- **Task details**
From the entries below, gather every line containing the string "running".

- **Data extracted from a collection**
════════════════

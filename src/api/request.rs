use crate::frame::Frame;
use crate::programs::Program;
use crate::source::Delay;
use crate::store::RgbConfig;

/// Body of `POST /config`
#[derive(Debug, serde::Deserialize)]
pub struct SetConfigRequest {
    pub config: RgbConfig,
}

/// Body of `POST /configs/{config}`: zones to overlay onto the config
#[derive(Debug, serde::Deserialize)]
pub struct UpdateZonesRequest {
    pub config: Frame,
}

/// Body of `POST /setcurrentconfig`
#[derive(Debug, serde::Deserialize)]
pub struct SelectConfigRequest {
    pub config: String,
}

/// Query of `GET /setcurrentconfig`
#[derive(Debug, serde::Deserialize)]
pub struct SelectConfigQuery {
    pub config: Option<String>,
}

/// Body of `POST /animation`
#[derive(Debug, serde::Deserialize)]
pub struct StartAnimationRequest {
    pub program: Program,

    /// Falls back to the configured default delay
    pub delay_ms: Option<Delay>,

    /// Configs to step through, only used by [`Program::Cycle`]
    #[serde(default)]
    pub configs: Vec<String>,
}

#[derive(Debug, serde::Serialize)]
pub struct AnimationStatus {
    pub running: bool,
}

════════════════

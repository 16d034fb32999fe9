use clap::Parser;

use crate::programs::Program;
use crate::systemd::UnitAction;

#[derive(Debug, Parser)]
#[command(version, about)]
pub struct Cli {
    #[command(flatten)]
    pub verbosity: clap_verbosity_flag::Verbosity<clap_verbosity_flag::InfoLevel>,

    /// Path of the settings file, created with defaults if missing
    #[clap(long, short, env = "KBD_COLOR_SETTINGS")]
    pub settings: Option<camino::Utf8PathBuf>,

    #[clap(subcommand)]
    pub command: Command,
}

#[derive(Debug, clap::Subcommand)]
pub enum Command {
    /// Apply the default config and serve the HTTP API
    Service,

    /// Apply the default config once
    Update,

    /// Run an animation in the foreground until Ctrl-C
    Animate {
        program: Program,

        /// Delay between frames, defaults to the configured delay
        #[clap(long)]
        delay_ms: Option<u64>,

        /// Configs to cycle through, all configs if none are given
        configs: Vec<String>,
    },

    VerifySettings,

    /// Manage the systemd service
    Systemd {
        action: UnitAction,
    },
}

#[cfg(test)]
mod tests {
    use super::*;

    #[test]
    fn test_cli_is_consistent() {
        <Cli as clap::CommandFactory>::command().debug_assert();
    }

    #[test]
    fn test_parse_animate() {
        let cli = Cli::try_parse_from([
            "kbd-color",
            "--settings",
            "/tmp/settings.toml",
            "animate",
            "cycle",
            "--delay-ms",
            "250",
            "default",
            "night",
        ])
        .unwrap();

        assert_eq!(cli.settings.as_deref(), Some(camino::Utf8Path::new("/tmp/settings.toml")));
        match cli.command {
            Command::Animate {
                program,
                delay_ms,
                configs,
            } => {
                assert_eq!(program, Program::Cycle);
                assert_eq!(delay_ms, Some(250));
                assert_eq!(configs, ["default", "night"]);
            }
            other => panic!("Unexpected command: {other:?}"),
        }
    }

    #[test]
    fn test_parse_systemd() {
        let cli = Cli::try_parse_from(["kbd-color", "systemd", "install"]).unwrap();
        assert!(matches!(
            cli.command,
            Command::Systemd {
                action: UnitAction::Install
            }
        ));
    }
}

════════════════

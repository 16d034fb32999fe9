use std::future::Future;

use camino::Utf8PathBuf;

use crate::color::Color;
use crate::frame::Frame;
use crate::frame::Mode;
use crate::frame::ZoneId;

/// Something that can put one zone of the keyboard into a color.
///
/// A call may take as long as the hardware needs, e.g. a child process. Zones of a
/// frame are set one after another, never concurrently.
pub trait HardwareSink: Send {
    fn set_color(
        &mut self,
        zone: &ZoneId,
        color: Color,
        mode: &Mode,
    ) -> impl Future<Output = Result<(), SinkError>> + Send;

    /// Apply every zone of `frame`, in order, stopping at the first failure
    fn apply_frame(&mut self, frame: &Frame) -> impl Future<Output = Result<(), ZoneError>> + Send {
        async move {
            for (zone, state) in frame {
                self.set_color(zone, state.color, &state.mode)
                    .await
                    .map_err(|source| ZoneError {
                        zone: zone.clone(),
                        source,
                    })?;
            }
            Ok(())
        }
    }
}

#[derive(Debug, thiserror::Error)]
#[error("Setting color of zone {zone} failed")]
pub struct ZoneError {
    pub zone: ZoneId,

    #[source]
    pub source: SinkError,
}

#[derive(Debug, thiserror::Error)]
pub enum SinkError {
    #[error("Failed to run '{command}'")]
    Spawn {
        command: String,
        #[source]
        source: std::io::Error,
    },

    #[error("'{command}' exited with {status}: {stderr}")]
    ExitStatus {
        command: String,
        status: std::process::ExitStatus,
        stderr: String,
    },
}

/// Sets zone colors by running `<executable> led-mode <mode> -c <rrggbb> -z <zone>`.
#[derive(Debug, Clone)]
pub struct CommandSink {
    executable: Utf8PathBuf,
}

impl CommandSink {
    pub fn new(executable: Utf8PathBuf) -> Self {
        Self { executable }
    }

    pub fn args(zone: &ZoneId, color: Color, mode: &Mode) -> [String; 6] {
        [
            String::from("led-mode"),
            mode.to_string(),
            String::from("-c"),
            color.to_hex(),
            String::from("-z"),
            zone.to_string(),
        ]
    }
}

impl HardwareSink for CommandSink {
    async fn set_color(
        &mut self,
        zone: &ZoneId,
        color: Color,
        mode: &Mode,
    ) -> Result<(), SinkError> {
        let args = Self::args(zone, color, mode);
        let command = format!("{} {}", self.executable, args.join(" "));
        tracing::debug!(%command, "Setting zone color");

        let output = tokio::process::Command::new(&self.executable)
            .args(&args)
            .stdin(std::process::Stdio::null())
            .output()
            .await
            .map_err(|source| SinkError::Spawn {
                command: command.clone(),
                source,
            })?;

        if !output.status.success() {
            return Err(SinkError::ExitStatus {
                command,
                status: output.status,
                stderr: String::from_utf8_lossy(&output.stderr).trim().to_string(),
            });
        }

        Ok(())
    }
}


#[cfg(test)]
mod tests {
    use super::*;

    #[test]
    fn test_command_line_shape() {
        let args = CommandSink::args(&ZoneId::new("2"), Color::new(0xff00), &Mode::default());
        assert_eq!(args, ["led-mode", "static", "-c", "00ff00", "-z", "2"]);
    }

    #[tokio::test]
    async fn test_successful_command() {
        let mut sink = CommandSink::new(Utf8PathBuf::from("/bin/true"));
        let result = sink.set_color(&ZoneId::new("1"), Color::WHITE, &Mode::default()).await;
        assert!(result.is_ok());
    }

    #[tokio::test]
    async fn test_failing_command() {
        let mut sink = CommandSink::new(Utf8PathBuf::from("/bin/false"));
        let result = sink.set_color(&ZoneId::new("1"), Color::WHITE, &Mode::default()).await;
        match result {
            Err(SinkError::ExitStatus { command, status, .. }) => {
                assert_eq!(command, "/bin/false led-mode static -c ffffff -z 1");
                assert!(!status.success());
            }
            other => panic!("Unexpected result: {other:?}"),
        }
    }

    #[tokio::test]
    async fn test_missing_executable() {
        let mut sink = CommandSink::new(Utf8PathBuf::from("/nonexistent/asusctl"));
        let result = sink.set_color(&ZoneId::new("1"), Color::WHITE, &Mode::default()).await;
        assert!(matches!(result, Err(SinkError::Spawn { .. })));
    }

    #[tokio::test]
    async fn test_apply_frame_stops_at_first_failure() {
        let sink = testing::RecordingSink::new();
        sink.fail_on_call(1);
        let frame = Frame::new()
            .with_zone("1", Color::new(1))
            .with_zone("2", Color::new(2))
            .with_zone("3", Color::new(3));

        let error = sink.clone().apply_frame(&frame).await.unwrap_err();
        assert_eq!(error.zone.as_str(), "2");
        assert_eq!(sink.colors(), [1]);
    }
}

════════════════

- **Response box**
    pub running: bool,
/// Sets zone colors by running `<executable> led-mode <mode> -c <rrggbb> -z <zone>`.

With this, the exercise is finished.